The Roaring Twenties?

News from the FBHVC

Speaking on the virtual NEC show, David Whale, Chairman of the FBHVC said, “The significant value to the United Kingdom that the historic vehicle industry generates simply cannot be ignored by those in power. We face the most challenging times ahead over the next few years and these results give us the justification to ensure that our freedoms to enjoy our transport heritage continue unhindered. As a sector we cannot be ignored and will be instrumental in the recovery of our nation’s economy post-Brexit and post-COVID. The most heart-warming news was that there are more enthusiasts than ever who are immersing themselves in our community and that is really positive for the future.”

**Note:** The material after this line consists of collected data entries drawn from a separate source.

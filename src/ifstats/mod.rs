#[cfg(target_os = "linux")]
use anyhow::Context;
use anyhow::Result;
#[cfg(target_os = "linux")]
use tracing::debug;

#[cfg(target_os = "linux")]
use crate::graphite::now_seconds;

/// One interface's counters at one instant.
#[derive(Debug, Clone, PartialEq)]
pub struct Sample {
    /// 1-based position of the interface in the OS listing.
    pub ordinal: u32,
    pub name: String,
    pub rx_bytes: u64,
    pub tx_bytes: u64,
    /// Seconds since the Unix epoch.
    pub timestamp: f64,
}

/// Source of interface samples.
pub trait InterfaceSampler: Send + Sync {
    /// Sample the named interfaces, or every interface when `interfaces` is empty.
    fn sample(&self, interfaces: &[String]) -> Result<Vec<Sample>>;
}

/// Reads `/proc/net/dev`.
#[derive(Debug, Clone)]
pub struct ProcNetDevSampler {
    path: String,
}

impl ProcNetDevSampler {
    pub const DEFAULT_PATH: &'static str = "/proc/net/dev";

    pub fn new(path: impl Into<String>) -> Self {
        Self { path: path.into() }
    }
}

impl Default for ProcNetDevSampler {
    fn default() -> Self {
        Self::new(Self::DEFAULT_PATH)
    }
}

impl InterfaceSampler for ProcNetDevSampler {
    #[cfg(target_os = "linux")]
    fn sample(&self, interfaces: &[String]) -> Result<Vec<Sample>> {
        let text = std::fs::read_to_string(&self.path)
            .with_context(|| format!("reading {}", self.path))?;
        let samples = parse_proc_net_dev(&text, now_seconds(), interfaces);
        debug!(count = samples.len(), "sampled interfaces");
        Ok(samples)
    }

    #[cfg(not(target_os = "linux"))]
    fn sample(&self, _interfaces: &[String]) -> Result<Vec<Sample>> {
        anyhow::bail!("cannot read {}: interface sampling is only supported on Linux", self.path)
    }
}

/// Parse `/proc/net/dev` content. The two header lines are skipped; malformed
/// rows are ignored.
pub fn parse_proc_net_dev(text: &str, timestamp: f64, interfaces: &[String]) -> Vec<Sample> {
    text.lines()
        .skip(2)
        .enumerate()
        .filter_map(|(index, line)| {
            let (name, counters) = line.split_once(':')?;
            let name = name.trim();
            if !interfaces.is_empty() && !interfaces.iter().any(|i| i == name) {
                return None;
            }

            // Receive has 8 columns, transmit starts at the 9th.
            let fields: Vec<u64> = counters
                .split_whitespace()
                .map(str::parse)
                .collect::<Result<_, _>>()
                .ok()?;

            Some(Sample {
                ordinal: u32::try_from(index + 1).ok()?,
                name: name.to_string(),
                rx_bytes: *fields.first()?,
                tx_bytes: *fields.get(8)?,
                timestamp,
            })
        })
        .collect()
}

#[cfg(test)]
mod tests {
    use super::*;

    const PROC_NET_DEV: &str = "\
Inter-|   Receive                                                |  Transmit
 face |bytes    packets errs drop fifo frame compressed multicast|bytes    packets errs drop fifo colls carrier compressed
    lo:  123456     100    0    0    0     0          0         0   123456     100    0    0    0     0       0          0
  eth0: 9876543    5000    0    3    0     0          0        12  1234567    4000    0    0    0     0       0          0
  bad0: garbage
";

    #[test]
    fn test_parse_all_interfaces() {
        let samples = parse_proc_net_dev(PROC_NET_DEV, 42.0, &[]);
        assert_eq!(
            samples,
            vec![
                Sample {
                    ordinal: 1,
                    name: "lo".to_string(),
                    rx_bytes: 123456,
                    tx_bytes: 123456,
                    timestamp: 42.0,
                },
                Sample {
                    ordinal: 2,
                    name: "eth0".to_string(),
                    rx_bytes: 9876543,
                    tx_bytes: 1234567,
                    timestamp: 42.0,
                },
            ]
        );
    }

    #[test]
    fn test_parse_filters_interfaces() {
        let samples = parse_proc_net_dev(PROC_NET_DEV, 1.0, &["eth0".to_string()]);
        assert_eq!(samples.len(), 1);
        assert_eq!(samples[0].name, "eth0");
        assert_eq!(samples[0].ordinal, 2);
    }

    #[cfg(target_os = "linux")]
    #[test]
    fn test_sampler_reads_file() {
        use std::io::Write;

        let mut file = tempfile::NamedTempFile::new().expect("tempfile");
        file.write_all(PROC_NET_DEV.as_bytes()).expect("write");

        let sampler = ProcNetDevSampler::new(file.path().display().to_string());
        let samples = sampler.sample(&[]).expect("sample");
        assert_eq!(samples.len(), 2);
        assert!(samples[0].timestamp > 0.0);

        let missing = ProcNetDevSampler::new("/nonexistent/net/dev");
        assert!(missing.sample(&[]).is_err());
    }
}
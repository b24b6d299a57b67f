use std::fmt;

use tracing::debug;

use super::error::ProtocolViolation;

/// Lifecycle of the collector connection.
#[derive(Debug, Clone, Copy, PartialEq, Eq, Hash)]
pub enum ConnectionState {
    NotConnected,
    Connected,
    DataReceived,
    EofReceived,
    ConnectionLost,
}

impl ConnectionState {
    /// States reachable from `self` in one transition.
    pub const fn next_states(self) -> &'static [ConnectionState] {
        use ConnectionState::*;

        match self {
            NotConnected => &[Connected],
            Connected => &[DataReceived, EofReceived, ConnectionLost],
            DataReceived => &[DataReceived, EofReceived, ConnectionLost],
            EofReceived => &[ConnectionLost],
            ConnectionLost => &[Connected],
        }
    }

    /// Whether the socket is usable for writes.
    pub const fn is_connected(self) -> bool {
        matches!(self, Self::Connected | Self::DataReceived)
    }

    pub const fn as_str(self) -> &'static str {
        match self {
            Self::NotConnected => "not_connected",
            Self::Connected => "connected",
            Self::DataReceived => "data_received",
            Self::EofReceived => "eof_received",
            Self::ConnectionLost => "connection_lost",
        }
    }
}

impl fmt::Display for ConnectionState {
    fn fmt(&self, f: &mut fmt::Formatter<'_>) -> fmt::Result {
        f.write_str(self.as_str())
    }
}

/// Validates every connection-state change against the static transition table.
#[derive(Debug)]
pub struct ConnectionStateMachine {
    current: ConnectionState,
}

impl ConnectionStateMachine {
    pub fn new() -> Self {
        Self {
            current: ConnectionState::NotConnected,
        }
    }

    pub fn current(&self) -> ConnectionState {
        self.current
    }

    /// States the machine will currently accept.
    pub fn allowed(&self) -> &'static [ConnectionState] {
        self.current.next_states()
    }

    /// Move to `to`, or fail if the table does not allow it.
    pub fn transition(&mut self, to: ConnectionState) -> Result<(), ProtocolViolation> {
        let from = self.current;
        if !from.next_states().contains(&to) {
            return Err(ProtocolViolation { from, to });
        }

        debug!(%from, %to, allowed = ?to.next_states(), "connection state change");
        self.current = to;
        Ok(())
    }

    /// Return to the initial state. Only `close()` does this.
    pub fn reset(&mut self) {
        self.current = ConnectionState::NotConnected;
    }
}

impl Default for ConnectionStateMachine {
    fn default() -> Self {
        Self::new()
    }
}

The number of historic vehicles on DVLA database has increased to 1.5 million

56% of historic vehicles are on SORN

The historic movement now worth over £7.2 billion to UK economy including over £0.9 billion from overseas

Nearly 4,000 businesses employ over 34,000 people

700,000 enthusiasts – up from 500,000 in 2016

Historic vehicles account for less than 0.2% of the total miles driven in the UK

35% of owners either already or are willing to contribute to a carbon reduction scheme

More detailed results will be announced next month but one snippet from the presentation was the fact that 12% of businesses have apprentices and 39% are planning to take them on. Hopefully Covid will not diminish these aspirations but one such project that is planned we mentioned in March in Correspondence

Shaun Matthews writes ” Unsurprisingly our heritage and skills project at the former Victoria Ironworks in Derby has stalled over the summer due to many middle ranking Rolls Royce staff being furloughed or made redundant due to the double whammy of Covid and the well-publicised Trent 1000 problems but things are coming back on track now and we are tantalisingly close to agreeing terms with RR.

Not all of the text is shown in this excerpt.